Any equipment goes - Just come and have fun!

What: 	Vegas Shoot and Christmas Party White Elephant Gift exchange 

When:  	December 18 2:00 PM

Where:	Archery Learning Center 2164 Fountain Square Snellville, GA 30078

Time: 	2:00PM

Entry: 	The cost of the shoot is $10 and one small wrapped gift for a White Elephant Gift Exchange.


----------



## GRIV (Nov 24, 2011)

The link works now!

Print this out and spread it around for me folks! Lets have a great Christmas shoot!

GRIV


----------



## GRIV (Nov 25, 2011)

The JOAD will sell some food, to raise funds. some treats will be supplied. Music? as usual! dancing? please do. Lights? enough to shoot.


----------



## GRIV (Dec 12, 2011)

*We are ready!*

The tree is up:decorate:, the store is stocked :santa:, and the music is on. 

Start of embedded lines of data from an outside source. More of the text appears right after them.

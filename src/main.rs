//! gradesheet CLI - grade spreadsheets to PDF reports and certificates

use std::io::{self, Write};
use std::path::{Path, PathBuf};
use std::process::ExitCode;

use anyhow::{Context, Result};
use clap::{Args, Parser, Subcommand};
use gradesheet::{
    GradeDocError, PipelineBuilder, RenderConfig, RenderedDocument, ReportPipeline, SourceHandle,
    TemplateParams,
};
use tracing_subscriber::EnvFilter;

#[derive(Parser)]
#[command(name = "gradesheet")]
#[command(
    author,
    version,
    about = "Produce grade reports and bonafide certificates from spreadsheets"
)]
struct Cli {
    /// Directory holding uploaded spreadsheets and generated documents
    #[arg(long, global = true, env = "GRADESHEET_DATA_DIR", default_value = "uploads")]
    data_dir: PathBuf,

    /// Directory holding the logo and body font assets
    #[arg(long, global = true, env = "GRADESHEET_ASSETS_DIR", default_value = "assets")]
    assets_dir: PathBuf,

    /// Render configuration (JSON with `heading` and `letterhead`)
    #[arg(long, global = true, env = "GRADESHEET_CONFIG")]
    config: Option<PathBuf>,

    /// Increase log verbosity (-v: debug, -vv: trace)
    #[arg(short, long, global = true, action = clap::ArgAction::Count)]
    verbose: u8,

    #[command(subcommand)]
    command: Commands,
}

#[derive(Subcommand)]
enum Commands {
    /// Store a spreadsheet and produce its bulk report
    Upload {
        /// Spreadsheet file (xlsx, xlsm, xlsb, xls, ods)
        input: PathBuf,
    },

    /// Produce the bulk report (converted.pdf) for a spreadsheet
    Report {
        #[command(flatten)]
        source: SourceArg,

        /// Also copy the PDF to this path
        #[arg(short, long)]
        output: Option<PathBuf>,
    },

    /// Produce a certificate for one record
    Certificate {
        /// Record key (registration number)
        key: String,

        #[command(flatten)]
        source: SourceArg,

        #[command(flatten)]
        params: ParamArgs,

        /// Also copy the PDF to this path
        #[arg(short, long)]
        output: Option<PathBuf>,
    },

    /// Print one record as JSON
    Show {
        /// Record key (registration number)
        key: String,

        #[command(flatten)]
        source: SourceArg,
    },

    /// Write the last produced bulk report to a file or stdout
    Fetch {
        /// Output file (default: stdout)
        #[arg(short, long)]
        output: Option<PathBuf>,
    },

    /// List stored spreadsheets in upload order
    Sources,
}

#[derive(Args)]
struct SourceArg {
    /// Stored spreadsheet id (default: most recently uploaded)
    #[arg(short, long)]
    source: Option<String>,
}

#[derive(Args)]
struct ParamArgs {
    /// JSON file with template parameters (flags override its values)
    #[arg(long)]
    params: Option<PathBuf>,

    #[arg(long)]
    semester: Option<String>,

    #[arg(long)]
    academic_year: Option<String>,

    #[arg(long)]
    section: Option<String>,

    #[arg(long)]
    purpose: Option<String>,

    #[arg(long)]
    form_number: Option<String>,

    #[arg(long)]
    year_of_study: Option<String>,
}

impl ParamArgs {
    fn resolve(self) -> Result<TemplateParams> {
        let mut params = match &self.params {
            Some(path) => {
                let json = std::fs::read_to_string(path)
                    .with_context(|| format!("Failed to read '{}'", path.display()))?;
                serde_json::from_str(&json)
                    .with_context(|| format!("Invalid template parameters in '{}'", path.display()))?
            }
            None => TemplateParams::default(),
        };

        for (slot, value) in [
            (&mut params.semester, self.semester),
            (&mut params.academic_year, self.academic_year),
            (&mut params.section, self.section),
            (&mut params.purpose, self.purpose),
            (&mut params.form_number, self.form_number),
            (&mut params.year_of_study, self.year_of_study),
        ] {
            if let Some(value) = value {
                *slot = value;
            }
        }
        Ok(params)
    }
}

fn main() -> ExitCode {
    let cli = Cli::parse();
    init_tracing(cli.verbose);

    match run(cli) {
        Ok(()) => ExitCode::SUCCESS,
        Err(err) => {
            let not_found = err
                .downcast_ref::<GradeDocError>()
                .is_some_and(GradeDocError::is_not_found);
            eprintln!("Error: {:#}", err);
            if not_found {
                ExitCode::from(2)
            } else {
                ExitCode::FAILURE
            }
        }
    }
}

fn init_tracing(verbose: u8) {
    let default = match verbose {
        0 => "info",
        1 => "debug",
        _ => "trace",
    };
    let filter = EnvFilter::try_from_default_env().unwrap_or_else(|_| EnvFilter::new(default));
    let _ = tracing_subscriber::fmt()
        .with_env_filter(filter)
        .with_writer(io::stderr)
        .try_init();
}

fn run(cli: Cli) -> Result<()> {
    let render = match &cli.config {
        Some(path) => RenderConfig::from_path(path)?,
        None => RenderConfig::default(),
    };
    let pipeline = PipelineBuilder::new()
        .with_upload_dir(&cli.data_dir)
        .with_assets_dir(&cli.assets_dir)
        .with_render_config(render)
        .build()?;

    match cli.command {
        Commands::Upload { input } => upload(&pipeline, &cli.data_dir, &input),
        Commands::Report { source, output } => {
            let source = resolve_source(&pipeline, source)?;
            let document = pipeline.produce_bulk_document(&source)?;
            report_document(&cli.data_dir, &document, output.as_deref())
        }
        Commands::Certificate {
            key,
            source,
            params,
            output,
        } => {
            let source = resolve_source(&pipeline, source)?;
            let params = params.resolve()?;
            let document = pipeline.produce_certificate(&source, &key, &params)?;
            report_document(&cli.data_dir, &document, output.as_deref())
        }
        Commands::Show { key, source } => {
            let source = resolve_source(&pipeline, source)?;
            let record = pipeline.find_record(&source, &key)?;
            let json = serde_json::to_string_pretty(&record)?;
            println!("{}", json);
            Ok(())
        }
        Commands::Fetch { output } => {
            let bytes = pipeline.fetch_last_bulk_document()?;
            match output {
                Some(path) => std::fs::write(&path, bytes)
                    .with_context(|| format!("Failed to write '{}'", path.display())),
                None => {
                    let mut stdout = io::stdout().lock();
                    stdout.write_all(&bytes)?;
                    stdout.flush()?;
                    Ok(())
                }
            }
        }
        Commands::Sources => {
            // 最新のものが最後に表示される
            let latest = pipeline.latest_source().ok();
            for handle in pipeline.list_sources()? {
                let marker = if Some(&handle) == latest.as_ref() { "*" } else { " " };
                println!("{} {}", marker, handle);
            }
            Ok(())
        }
    }
}

fn upload(pipeline: &ReportPipeline, data_dir: &Path, input: &Path) -> Result<()> {
    let bytes =
        std::fs::read(input).with_context(|| format!("Failed to read '{}'", input.display()))?;
    let original_name = input
        .file_name()
        .and_then(|name| name.to_str())
        .unwrap_or("upload.xlsx");
    let handle = pipeline.upload_source(original_name, &bytes)?;
    println!("{}", handle);

    // アップロードと同時に一覧レポートを作る
    let document = pipeline.produce_bulk_document(&handle)?;
    report_document(data_dir, &document, None)
}

fn resolve_source(pipeline: &ReportPipeline, arg: SourceArg) -> Result<SourceHandle> {
    match arg.source {
        Some(id) => Ok(SourceHandle::new(id)),
        None => Ok(pipeline.latest_source()?),
    }
}

fn report_document(data_dir: &Path, document: &RenderedDocument, output: Option<&Path>) -> Result<()> {
    if let Some(path) = output {
        std::fs::write(path, &document.bytes)
            .with_context(|| format!("Failed to write '{}'", path.display()))?;
    }
    eprintln!(
        "Wrote {} ({} bytes)",
        data_dir.join(&document.file_name).display(),
        document.bytes.len()
    );
    Ok(())
}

See Y'all Sunday at 2:00:wreath:

The shoot is $10 plus a small gift ( something fun, you don't have to spend a ton. this is a good time for a regift) for a White Elephant Gift Exchange.:grinch:


----------



## oldgeez (Dec 12, 2011)

nice, griv.. i especially like the arrows sticking out of the top of the tree


----------



## GRIV (Dec 16, 2011)

That's the best I could do for a "archeryshop" tree. It had to have arrows. Next year i'll have to come up with a cool Vegas target theme! 

Y'all don't forget it's 2:00PM. If we have enough shooters I'll open up the big room.


----------